Elle posa son téléphone et s’adossa au fauteuil.

Le soleil réchauffait le sommet de sa tête où de nouveaux cheveux sains commençaient déjà à boucler.

Le soir même, quelqu’un s’approcha du portail.

Lena sortit sur le perron et aperçut Antonina Petrovna.

Elle se tenait en s’appuyant contre la clôture, paraissant avoir vieilli de dix ans, les lèvres tremblantes.

Elle portait un sac contenant quelques cadeaux.

« Ma petite Lena », commença sa belle-mère d’une voix tremblante.

« Je suis venue te demander pardon.

Je ne sais pas ce qui m’a pris, ma fille.

Tout est de la faute de Zina.

C’est elle qui m’a donné cette idée.

Oublions tout cela comme un mauvais rêve.

Retire ta plainte, je t’en supplie au nom de Dieu.

La carrière de Dima s’effondre et ils nous convoquent tous pour des interrogatoires… »

Lena s’approcha du portail, mais ne l’ouvrit pas.

Elle se tenait devant la femme qui avait failli détruire sa vie et ne ressentait rien.

Ni colère, ni satisfaction malveillante, ni pitié.

Seulement une certitude calme, douloureusement acquise, qu’elle avait raison.

« Antonina Petrovna », dit-elle en la regardant droit dans les yeux.

« Vos projets se sont arrêtés ici, devant cette clôture, dès le premier jour.

Et mon ancienne vie s’est terminée au même endroit.

J’en commence une nouvelle.

Sans vous. »

Elle referma le portail devant le nez de sa belle-mère et retourna vers la maison sans se retourner.

Le lendemain, une nouvelle boîte aux lettres d’un bleu éclatant apparut sur la clôture.

De belles lettres blanches y formaient les mots :

« Maison d’Elena.

Entrée interdite aux personnes non autorisées. »

Un mois plus tard, son avocat lui envoya la notification définitive.

Le tribunal avait fait droit à sa demande d’indemnisation pour préjudice moral et ordonné à sa belle-mère et à Zinaïda de rembourser l’argent volé, les frais de justice et les dépenses médicales.
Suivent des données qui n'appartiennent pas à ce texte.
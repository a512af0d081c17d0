use crate::application_port::*;
use crate::domain_model::*;
use crate::domain_port::repo_tx::StorageTx;
use chrono::{DateTime, Utc};

#[async_trait::async_trait]
pub trait TokenRepo: Send + Sync {
    /// Most recently created token carrying this refresh value.
    async fn find_by_refresh_token(
        &self,
        refresh_token: &str,
    ) -> Result<Option<AccessToken>, OAuthError>;

    async fn find_by_refresh_token_in_tx<'t>(
        &self,
        tx: &mut dyn StorageTx<'t>,
        refresh_token: &str,
    ) -> Result<Option<AccessToken>, OAuthError>;

    /// Tokens that recorded `previous_refresh_token` as their predecessor,
    /// oldest first.
    async fn find_by_previous_refresh_token_in_tx<'t>(
        &self,
        tx: &mut dyn StorageTx<'t>,
        previous_refresh_token: &str,
    ) -> Result<Vec<AccessToken>, OAuthError>;

    /// Take an exclusive lock on the row and return its current state.
    /// Blocks while another transaction holds the lock.
    async fn lock_for_update_in_tx<'t>(
        &self,
        tx: &mut dyn StorageTx<'t>,
        id: TokenId,
    ) -> Result<Option<AccessToken>, OAuthError>;

    async fn create_in_tx<'t>(
        &self,
        tx: &mut dyn StorageTx<'t>,
        token: &AccessToken,
    ) -> Result<(), OAuthError>;

    async fn update_revoked_at_in_tx<'t>(
        &self,
        tx: &mut dyn StorageTx<'t>,
        id: TokenId,
        revoked_at: DateTime<Utc>,
    ) -> Result<(), OAuthError>;

    async fn clear_previous_refresh_token_in_tx<'t>(
        &self,
        tx: &mut dyn StorageTx<'t>,
        id: TokenId,
    ) -> Result<(), OAuthError>;
}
La somme était si importante qu’Antonina Petrovna dut mettre en vente ses bijoux en or et son vieux manteau de fourrure.

Une enquête distincte était toujours en cours pour agissements arbitraires et privation illégale de liberté.

Comme l’écrivait l’avocat :

« Les perspectives des défenderesses sont extrêmement défavorables. »

Lena relut la lettre, la rangea dans son dossier de documents et sortit dans le jardin.

La saison des framboises était déjà terminée, mais les pommes du vieux pommier Antonovka s’étaient gorgées de jus et promettaient une récolte abondante.

Elle cueillit la plus rouge et mordit dedans avec un craquement.

La pomme était acidulée, légèrement sucrée, âpre et incroyablement savoureuse.

C’était le goût de sa nouvelle vie.

Une vie dans laquelle elle ne permettrait plus jamais à personne de décider à sa place.